Degree Centrality in Oracle Graph (SQL/PGQ)

Betweenness centrality measures the likelihood of a node being on the shortest paths between any two other nodes. This metric effectively identifies "bridge" nodes that facilitate connectivity between different parts of a graph. This algorithm assigns a score to each node- higher scores indicating nodes that exert greater influence over the flow and connectivity of the network.

 In this blogpost we will show examples of running the Betweenness Centrality algorithm on a concrete graph. The intention is to illustrate what the results look like and to provide a guide in how to make use of the algorithm in a real setting. We will do this on a small social network graph of a handful nodes connected in a particular pattern. The example graph looks like this:

 

We will run the Betweenness Centrality algorithm on this node and compute the Node. Can you guess which node will score the highest. Yes, in this case it is easy to visually inspect and guestimate. However in a large graph this will not be possible without the use of some algorithm.

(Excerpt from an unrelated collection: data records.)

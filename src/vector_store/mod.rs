//! Vector store abstraction for Colaborai.
//!
//! Provides a trait-based interface for different vector database backends.

mod memory;
mod sqlite;

pub use memory::MemoryVectorStore;
pub use sqlite::SqliteVectorStore;

use crate::corpus::DocumentChunk;
use crate::error::Result;
use async_trait::async_trait;
use chrono::{DateTime, Utc};
use serde::{Deserialize, Serialize};
use uuid::Uuid;

/// A chunk stored in the vector database.
#[derive(Debug, Clone, Serialize, Deserialize)]
pub struct StoredChunk {
    /// Unique chunk ID.
    pub id: Uuid,
    /// Stable name of the source document.
    pub source_file: String,
    /// Page the chunk was cut from.
    pub page_number: Option<u32>,
    /// Order of this chunk within its source.
    pub chunk_order: i32,
    /// Text content of this chunk.
    pub content: String,
    /// Embedding vector.
    pub embedding: Vec<f32>,
    /// When this chunk was indexed.
    pub indexed_at: DateTime<Utc>,
}

impl StoredChunk {
    /// Create a new chunk.
    pub fn new(
        source_file: impl Into<String>,
        page_number: Option<u32>,
        chunk_order: i32,
        content: String,
        embedding: Vec<f32>,
    ) -> Self {
        Self {
            id: Uuid::new_v4(),
            source_file: source_file.into(),
            page_number,
            chunk_order,
            content,
            embedding,
            indexed_at: Utc::now(),
        }
    }
}

impl From<StoredChunk> for DocumentChunk {
    fn from(chunk: StoredChunk) -> Self {
        Self {
            content: chunk.content,
            source_file: Some(chunk.source_file),
            page_number: chunk.page_number,
        }
    }
}

/// A search result with score.
#[derive(Debug, Clone)]
pub struct SearchResult {
    /// The matched chunk.
    pub chunk: StoredChunk,
    /// Similarity score (higher is better).
    pub score: f32,
}

/// Summary information about an indexed source document.
#[derive(Debug, Clone, Serialize, Deserialize)]
pub struct IndexedSource {
    pub source_file: String,
    pub chunk_count: u32,
    /// Number of distinct pages with at least one chunk.
    pub page_count: u32,
    pub indexed_at: DateTime<Utc>,
}

/// Trait for vector store implementations.
#[async_trait]
pub trait VectorStore: Send + Sync {
    /// Bulk upsert chunks.
    async fn upsert_batch(&self, chunks: &[StoredChunk]) -> Result<usize>;

    /// Search for the `limit` most similar chunks.
    async fn search(&self, query_embedding: &[f32], limit: usize) -> Result<Vec<SearchResult>>;

    /// Delete all chunks of a source.
    async fn delete_by_source(&self, source_file: &str) -> Result<usize>;

    /// List all indexed sources, most recently indexed first.
    async fn list_sources(&self) -> Result<Vec<IndexedSource>>;

    /// Check if a source is indexed.
    async fn is_source_indexed(&self, source_file: &str) -> Result<bool>;

    /// Get total chunk count.
    async fn document_count(&self) -> Result<usize>;
}

/// Compute cosine similarity between two vectors.
pub fn cosine_similarity(a: &[f32], b: &[f32]) -> f32 {
    if a.len() != b.len() || a.is_empty() {
        return 0.0;
    }

    let dot_product: f32 = a.iter().zip(b.iter()).map(|(x, y)| x * y).sum();
    let norm_a: f32 = a.iter().map(|x| x * x).sum::<f32>().sqrt();
    let norm_b: f32 = b.iter().map(|x| x * x).sum::<f32>().sqrt();

    if norm_a == 0.0 || norm_b == 0.0 {
        return 0.0;
    }

    dot_product / (norm_a * norm_b)
}

#[cfg(test)]
mod tests {
    use super::*;

    #[test]
    fn test_cosine_similarity() {
        let a = vec![1.0, 0.0, 0.0];
        let b = vec![1.0, 0.0, 0.0];
        assert!((cosine_similarity(&a, &b) - 1.0).abs() < 0.001);

        let c = vec![0.0, 1.0, 0.0];
        assert!((cosine_similarity(&a, &c)).abs() < 0.001);

        let d = vec![-1.0, 0.0, 0.0];
        assert!((cosine_similarity(&a, &d) + 1.0).abs() < 0.001);

        assert_eq!(cosine_similarity(&a, &[1.0, 0.0]), 0.0);
    }

    #[test]
    fn test_stored_chunk_into_document_chunk() {
        let stored = StoredChunk::new("artigoA.pdf", Some(3), 0, "texto".to_string(), vec![]);
        let chunk = DocumentChunk::from(stored);
        assert_eq!(chunk.citation(), "(source: artigoA.pdf, page: 3)");
    }
}
//! Component wiring for the command line front end.
//!
//! Builds the embedder, vector store, conversation log and agent from
//! [`Settings`], so commands only deal with the pieces they need.

use crate::agent::{Orchestrator, ToolContext, ToolLimits};
use crate::config::{Prompts, Settings};
use crate::conversation::ConversationLog;
use crate::corpus::{CorpusIndex, VectorCorpusIndex};
use crate::embedding::{Embedder, OpenAIEmbedder};
use crate::error::Result;
use crate::ingest::Ingestor;
use crate::llm::{LanguageModel, OpenAIChatModel};
use crate::session::ChatRoom;
use crate::vector_store::{SqliteVectorStore, VectorStore};
use std::sync::Arc;
use tracing::info;

/// Name the system instruction uses for the exercise tool.
const EXERCISE_TOOL_NAME: &str = "fixation_exercise_tool";

/// The assembled application.
pub struct App {
    settings: Settings,
    prompts: Prompts,
    embedder: Arc<dyn Embedder>,
    vector_store: Arc<dyn VectorStore>,
    log: Arc<ConversationLog>,
}

impl App {
    /// Create the application from configuration.
    pub fn new(settings: Settings) -> Result<Self> {
        // Load prompts (with optional custom directory and variables)
        let prompts = Prompts::load(
            settings.prompts.custom_dir.as_deref(),
            Some(&settings.prompts.variables),
        )?;

        let embedder: Arc<dyn Embedder> = Arc::new(OpenAIEmbedder::from_settings(&settings.embedding)?);
        let vector_store: Arc<dyn VectorStore> =
            Arc::new(SqliteVectorStore::new(&settings.sqlite_path())?);
        let log = Arc::new(ConversationLog::new(settings.history_path()));
        info!("Conversation log at {:?}", log.path());

        Ok(Self {
            settings,
            prompts,
            embedder,
            vector_store,
            log,
        })
    }

    /// Create the application with custom components.
    pub fn with_components(
        settings: Settings,
        prompts: Prompts,
        embedder: Arc<dyn Embedder>,
        vector_store: Arc<dyn VectorStore>,
        log: Arc<ConversationLog>,
    ) -> Self {
        Self {
            settings,
            prompts,
            embedder,
            vector_store,
            log,
        }
    }

    pub fn settings(&self) -> &Settings {
        &self.settings
    }

    pub fn prompts(&self) -> &Prompts {
        &self.prompts
    }

    pub fn vector_store(&self) -> Arc<dyn VectorStore> {
        self.vector_store.clone()
    }

    pub fn log(&self) -> Arc<ConversationLog> {
        self.log.clone()
    }

    pub fn ingestor(&self) -> Result<Ingestor> {
        Ingestor::from_settings(&self.settings, self.embedder.clone(), self.vector_store.clone())
    }

    pub fn corpus_index(&self) -> Arc<dyn CorpusIndex> {
        Arc::new(
            VectorCorpusIndex::new(self.vector_store.clone(), self.embedder.clone())
                .with_top_k(self.settings.retrieval.top_k),
        )
    }

    pub fn tool_context(&self) -> ToolContext {
        ToolContext::with_limits(
            self.log.clone(),
            self.corpus_index(),
            self.prompts.exercise_instructions(),
            ToolLimits::from_settings(&self.settings),
        )
    }

    /// The configured chat model.
    pub fn language_model(&self) -> Result<Arc<dyn LanguageModel>> {
        Ok(Arc::new(OpenAIChatModel::from_settings(&self.settings.llm)?))
    }

    pub fn orchestrator(&self, model: Arc<dyn LanguageModel>) -> Orchestrator {
        Orchestrator::new(
            model,
            self.tool_context(),
            self.prompts.system_instruction(EXERCISE_TOOL_NAME),
        )
        .with_max_turns(self.settings.agent.max_turns)
        .with_recent_context_turns(self.settings.conversation.recent_context_turns)
    }

    pub fn chat_room(&self, model: Arc<dyn LanguageModel>) -> Result<ChatRoom> {
        ChatRoom::new(self.orchestrator(model), &self.settings.conversation.mention)
    }
}

#[cfg(test)]
mod tests {
    use super::*;
    use crate::llm::testing::ScriptedModel;
    use crate::llm::AssistantMessage;
    use crate::vector_store::{MemoryVectorStore, StoredChunk};
    use async_trait::async_trait;

    struct ConstantEmbedder;

    #[async_trait]
    impl Embedder for ConstantEmbedder {
        async fn embed(&self, _text: &str) -> Result<Vec<f32>> {
            Ok(vec![1.0, 0.0])
        }

        async fn embed_batch(&self, texts: &[String]) -> Result<Vec<Vec<f32>>> {
            Ok(texts.iter().map(|_| vec![1.0, 0.0]).collect())
        }
    }

    #[tokio::test]
    async fn test_components_are_wired_together() {
        let dir = tempfile::tempdir().unwrap();
        let store = Arc::new(MemoryVectorStore::new());
        store
            .upsert_batch(&[StoredChunk::new("artigoA.pdf", Some(2), 0, "Método".to_string(), vec![1.0, 0.0])])
            .await
            .unwrap();

        let mut settings = Settings::default();
        settings.agent.max_turns = 4;
        let app = App::with_components(
            settings,
            Prompts::default(),
            Arc::new(ConstantEmbedder),
            store,
            Arc::new(ConversationLog::new(dir.path().join("history.txt"))),
        );

        let chunks = app.corpus_index().search("método").await.unwrap();
        assert_eq!(chunks[0].citation(), "(source: artigoA.pdf, page: 2)");

        let model = Arc::new(ScriptedModel::new(vec![AssistantMessage::text("Resposta")]));
        let room = app.chat_room(model.clone()).unwrap();
        let outcome = room.post("Ana", "@colaborai o que é o método?").await.unwrap();
        assert_eq!(outcome.reply(), Some("Resposta"));

        let system = &model.requests()[0][0];
        match system {
            crate::llm::AgentMessage::System { content } => {
                assert!(content.contains(EXERCISE_TOOL_NAME));
            }
            other => panic!("Expected system message, got {:?}", other),
        }
    }
}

Let's start by generating some sample data:

 

create table users (user_id int, user_name varchar(256));
create table knows (user_id_from int, user_id_to int, relationship varchar(256));

insert into users values (1, 'Fatima')
  , (2, 'Uroosa')
  , (3, 'Hannah')
  , (4, 'Maryam')
  , (5, 'Zainab')
  , (6, 'Urwa')
  , (7, 'Zoha');


insert into knows values (1, 2, 'knows')
  , (1, 5, 'knows')
  , (3, 1, 'knows')
  , (4, 3, 'knows')
  , (4, 6, 'knows')
  , (6, 5, 'knows')
;

Next create a Property Graph to define the relationships in the Social Network

CREATE OR REPLACE PROPERTY GRAPH social_graph
  VERTEX TABLES (
    users KEY (user_id) PROPERTIES ARE ALL COLUMNS
  )
  EDGE TABLES ( 
    knows
      key (user_id_from, user_id_to) 
      SOURCE KEY (user_id_from) REFERENCES users(user_id)
      DESTINATION KEY(user_id_to) REFERENCES users(user_id)
      PROPERTIES ARE ALL COLUMNS
    
);

We can query the the Property Graph as follows:

SELECT distinct 
   *
FROM GRAPH_TABLE (
       social_graph
       MATCH   (user_id_from  IS users) - [e_path is knows] -> (user_id_to is users)
       COLUMNS (
               user_id_from.user_name  as user_name_a
               , user_id_to.user_name  as user_name_b
               , vertex_id(user_id_from) as v1
               , vertex_id(user_id_to) as v2
               , edge_id(e_path) as e1

        )
) --as recommendations
;

   Next let's run the Betweenness Centrality on this Network Graph

print(session)
graph = session.read_graph_by_name("SOCIAL_GRAPH", "pg_sql")
print(graph)
analyst.vertex_betweenness_centrality(graph)
graph.query_pgql("""
SELECT 
  a.user_name
  , a.betwenness
FROM MATCH (a)
""").print()


+-------------------------+
| user_name | betweenness |
+-------------------------+
| Fatima    | 3.0         |
| Uroosa    | 0.0         |
| Hannah    | 2.0         |
| Maryam    | 0.0         |
| Zainab    | 0.0         |
| Urwa      | 1.0         |
| Zoha      | 0.0         |
+-------------------------+
 

We note that the 'Fatima' node has the highest score, followed by the 'Hannah' node. Studying the example graph we can see that these nodes are in bottleneck positions in the graph. The 'Fatima' node connects the 'Uroosa' nodes to all other nodes, which increases its score. In particular, the shortest path from 'Uroosa' to any other reachable node passes through 'Fatima'. 

Conversely, there are no shortest paths that pass through either of the nodes 'Uroosa', 'Maryam', or 'Zainab' which causes their betweenness centrality score to be zero.